You will also need a method of writing to an SD card, either a USB card reader or a card reader built into your PC/laptop.

Putting it all together

I think a picture speaks a thousand words here so this is a picture showing the internal parts inside my project box:

  • The Coredump backplane comes with plastic standoffs which sit on the Raspberry Pi mounting holes, these are screwed through the 2mm plastic backing sheet I cut down to size to fit the mounting holes in the project box
  • The backplane plugs into the Raspberry Pi board and the IMST concentrator plugs into the backplane
  • The backplane provides power to both the IMST board and the R-Pi.  It has a voltage regulator accepting anything from 6.7v to 28v DC input.  So the output from the PoE splitter into connected to this with the splitter set to either 9v or 12v.  This is the only power input needed
  • In the picture, the purple Ethernet cable is the network+PoE input, the black Ethernet cable is the network connection from the splitter into the R-Pi

Software configuration

  • Download the latest Raspbian lite/minimal image.  At the time of writing, this was based on Debian Stretch
  • Burn this on to your SD card.  Even if you bought a Noobs SD card I would still over-write the operating system that comes pre-installed because it includes a lot of software you don’t need, including a full desktop environment.  There are loads of how-to guides on how to do this already so I’m not going to repeat them here
  • Put the SD card into the R-Pi and then power everything up
  • SSH into the R-Pi (default login is username ‘pi’, password ‘raspberry’, please change this to something else immediately!)
  • The R-Pi talks to the IMST board over SPI (serial peripheral interface), this needs to be enabled:
    sudo raspi-config
    Select “Interfacing Options”
    Select “SPI”
  • Assuming you want to use The Things Network, there is an installer script available on Github. Install steps:
    sudo apt update
    sudo apt install git sudo
    sudo adduser ttn
    sudo adduser ttn sudo
    sudo visudo
  • add the line:
    ttn ALL=(ALL) NOPASSWD: ALL
  • save and close that file, then install the software:
    git clone -b spi https://github.com/ttn-zh/ic880a-gateway.git ~/ic880a-gateway
    cd ~/ic880a-gateway
    sudo ./install.sh spi
    and follow the instructions. I didn’t bother with the remote management things
  • During installation, it will tell you that gateway’s EUI, you will need this to add the gateway to The Things Network so make note of it
DIY gateway

The Things Network

The Things Network have excellent documentation already so I’ve leave this part largely for the reader to work out.  If you’ve managed the above steps then this will be straight forward.

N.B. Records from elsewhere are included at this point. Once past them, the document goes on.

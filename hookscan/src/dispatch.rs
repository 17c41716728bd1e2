//! Interprets a just-closed macro body: the `:…` built-in directives,
//! `.expr` value output, `/comment`, `#quote` pass-through, and raw
//! evaluator dispatch for everything else.
//!
//! Called once per macro, from [`crate::scanner::Scanner`] only after
//! `macro_depth` has returned to zero — nested macro bodies are never
//! dispatched, only emitted textually (see `scanner.rs`).

use bstr::BString;
use memchr::memchr;

use crate::error::{RunError, ScanErrorKind};
use crate::evaluator::{Evaluator, HostBindings};
use crate::state::ParserState;

/// Evaluates the current macro body in `state.macro_buf()` and reports
/// whether the scanning loop should stop (`:exit`).
pub fn eval_macro<E: Evaluator>(state: &mut ParserState<E>) -> Result<bool, RunError> {
    let mut body = state.macro_buf().to_vec();

    // A leading `+` arms the one-shot eat-tail flag on the source the macro
    // opened in, then is stripped before dispatch proceeds.
    if body.first() == Some(&b'+') {
        if let Some(top) = state.sources_mut().top_mut() {
            top.set_eat_tail();
        }
        body.remove(0);
    }

    match body.first() {
        Some(b':') => dispatch_directive(state, &body[1..]),
        Some(b'.') => {
            let source = bytes_to_str(&body[1..]);
            let result = state
                .evaluator_mut()
                .eval(&source, true)
                .map_err(|e| state.position_error(ScanErrorKind::Evaluator(e.0)))?;
            if let Some(text) = result {
                state.emit(text.as_bytes());
            }
            Ok(false)
        }
        Some(b'/') => Ok(false),
        Some(b'#') => {
            let begin = state.hookbeg().to_vec();
            let end = state.hookend().to_vec();
            state.emit(&begin);
            state.emit(&body[1..]);
            state.emit(&end);
            Ok(false)
        }
        _ => {
            let source = bytes_to_str(&body);
            state
                .evaluator_mut()
                .eval(&source, false)
                .map_err(|e| state.position_error(ScanErrorKind::Evaluator(e.0)))?;
            Ok(false)
        }
    }
}

/// Dispatches the bytes following the leading `:` of an internal directive.
/// A directive name matches only when it is a prefix of `body` immediately
/// followed by a single space or the end of the buffer — located with
/// `memchr` rather than a manual byte scan, the way the rest of this crate
/// reaches for it on the scanner's hot path.
fn dispatch_directive<E: Evaluator>(
    state: &mut ParserState<E>,
    body: &[u8],
) -> Result<bool, RunError> {
    let (name, rest) = match memchr(b' ', body) {
        Some(i) => (&body[..i], &body[i + 1..]),
        None => (body, &body[body.len()..]),
    };

    match name {
        b"hookbeg" => {
            state.sethookbeg(rest);
            Ok(false)
        }
        b"hookend" => {
            state.sethookend(rest);
            Ok(false)
        }
        b"hookesc" => {
            state.sethookesc(rest);
            Ok(false)
        }
        b"hookall" => {
            state.sethookbeg(rest);
            state.sethookend(rest);
            state.sethookesc(rest);
            Ok(false)
        }
        b"hook" => {
            match memchr(b' ', rest) {
                Some(i) => state.sethook(&rest[..i], &rest[i + 1..]),
                None => state.sethook(rest, rest),
            }
            Ok(false)
        }
        b"eater" => {
            if rest.is_empty() {
                state.seteater(None);
            } else {
                state.seteater(Some(rest));
            }
            Ok(false)
        }
        b"include" => {
            let path = bytes_to_path(rest);
            state.pushinput(Some(&path))?;
            Ok(false)
        }
        b"source" => {
            let path = bytes_to_path(rest);
            state
                .evaluator_mut()
                .load_file(&path)
                .map_err(|e| state.position_error(ScanErrorKind::Evaluator(e.0)))?;
            Ok(false)
        }
        b"block" => {
            state.block();
            Ok(false)
        }
        b"unblock" => {
            state.unblock();
            Ok(false)
        }
        b"comment" => Ok(false),
        b"exit" => Ok(true),
        _ => Err(state
            .position_error(ScanErrorKind::UnknownDirective(BString::from(name.to_vec())))
            .into()),
    }
}

/// Macro bodies are treated as UTF-8 text at the evaluator boundary;
/// invalid sequences are replaced rather than rejected, since a stray
/// non-UTF-8 byte in a macro body is far more likely than the bytes being
/// meaningfully binary.
fn bytes_to_str(bytes: &[u8]) -> String {
    String::from_utf8_lossy(bytes).into_owned()
}

fn bytes_to_path(bytes: &[u8]) -> std::path::PathBuf {
    std::path::PathBuf::from(bytes_to_str(bytes))
}

#[cfg(test)]
mod tests {
    use std::io::Cursor;

    use crate::builder::Builder;
    use crate::error::EvalError;
    use crate::evaluator::Evaluator;
    use crate::test_support::SharedBuf;

    struct RecordingEvaluator {
        result: &'static str,
        seen: Vec<String>,
    }

    impl Evaluator for RecordingEvaluator {
        fn load_file(&mut self, path: &std::path::Path) -> Result<(), EvalError> {
            self.seen.push(format!("load:{}", path.display()));
            Ok(())
        }

        fn eval(&mut self, source: &str, want_string: bool) -> Result<Option<String>, EvalError> {
            self.seen.push(format!("eval:{source}"));
            Ok(want_string.then(|| self.result.to_string()))
        }
    }

    fn run_str(input: &str, evaluator: RecordingEvaluator) -> (String, Vec<String>) {
        let out = SharedBuf::new();
        let mut builder = Builder::new(evaluator);
        builder.push_source_reader(Box::new(Cursor::new(input.as_bytes().to_vec())));
        builder.set_sink_writer(Box::new(out.clone()));
        let mut state = builder.build().unwrap();
        crate::scanner::run(&mut state).unwrap();
        (String::from_utf8(out.take()).unwrap(), state.evaluator().seen.clone())
    }

    #[test]
    fn hookbeg_directive_takes_effect_for_the_rest_of_the_source() {
        // `:hookbeg` changes only `begin`, so the very next macro (changing
        // `end`) must already open with the new `[[` and still close with
        // the old `>-`, which is still in force until it runs.
        let evaluator = RecordingEvaluator { result: "42", seen: Vec::new() };
        let (out, _) = run_str("-<:hookbeg [[>-[[:hookend ]]>-x[[.ignored]]y", evaluator);
        assert_eq!(out, "x42y");
    }

    #[test]
    fn bare_directive_with_no_argument_gets_an_empty_argument() {
        let evaluator = RecordingEvaluator { result: "x", seen: Vec::new() };
        let (out, _) = run_str("a-<:block>-b-<:unblock>-c", evaluator);
        assert_eq!(out, "ac");
    }

    #[test]
    fn unknown_directive_is_an_error() {
        let evaluator = RecordingEvaluator { result: "x", seen: Vec::new() };
        let mut builder = Builder::new(evaluator);
        builder.push_source_reader(Box::new(Cursor::new(b"-<:bogus>-".to_vec())));
        builder.set_sink_writer(Box::new(SharedBuf::new()));
        let mut state = builder.build().unwrap();
        let err = crate::scanner::run(&mut state).unwrap_err();
        assert!(err.to_string().contains("unknown internal command"));
    }

    #[test]
    fn raw_body_is_evaluated_for_side_effect_only() {
        let evaluator = RecordingEvaluator { result: "x", seen: Vec::new() };
        let (out, seen) = run_str("-<puts 1>-", evaluator);
        assert_eq!(out, "");
        assert_eq!(seen, vec!["eval:puts 1"]);
    }

    #[test]
    fn leading_plus_arms_eat_tail_and_is_stripped_before_dispatch() {
        let evaluator = RecordingEvaluator { result: "x", seen: Vec::new() };
        let (out, seen) = run_str("-<+puts 1>- z", evaluator);
        assert_eq!(out, "z");
        assert_eq!(seen, vec!["eval:puts 1"]);
    }
}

One thing to note is that you need to select “Legacy Packet Forwarder” when adding the gateway in the TTN Console.  Once you’ve done this you should soon see the status to go “connected” with a green icon, this means you’re ready to go!

DIY gateway in the TTN Console

Conclusion

This is a fairly quick, relatively cheap way of getting a fully capable LoRaWAN gateway up and running.  I would consider it suitable for experimentation & hobby purposes.

Whilst I’ve found in the past that Raspberry Pis will trash their SD cards from time to time, my gateway has been running mostly non-stop for about 8 months now without any issues.  I’ve only powered it down once or twice though to move it to a different location in our office.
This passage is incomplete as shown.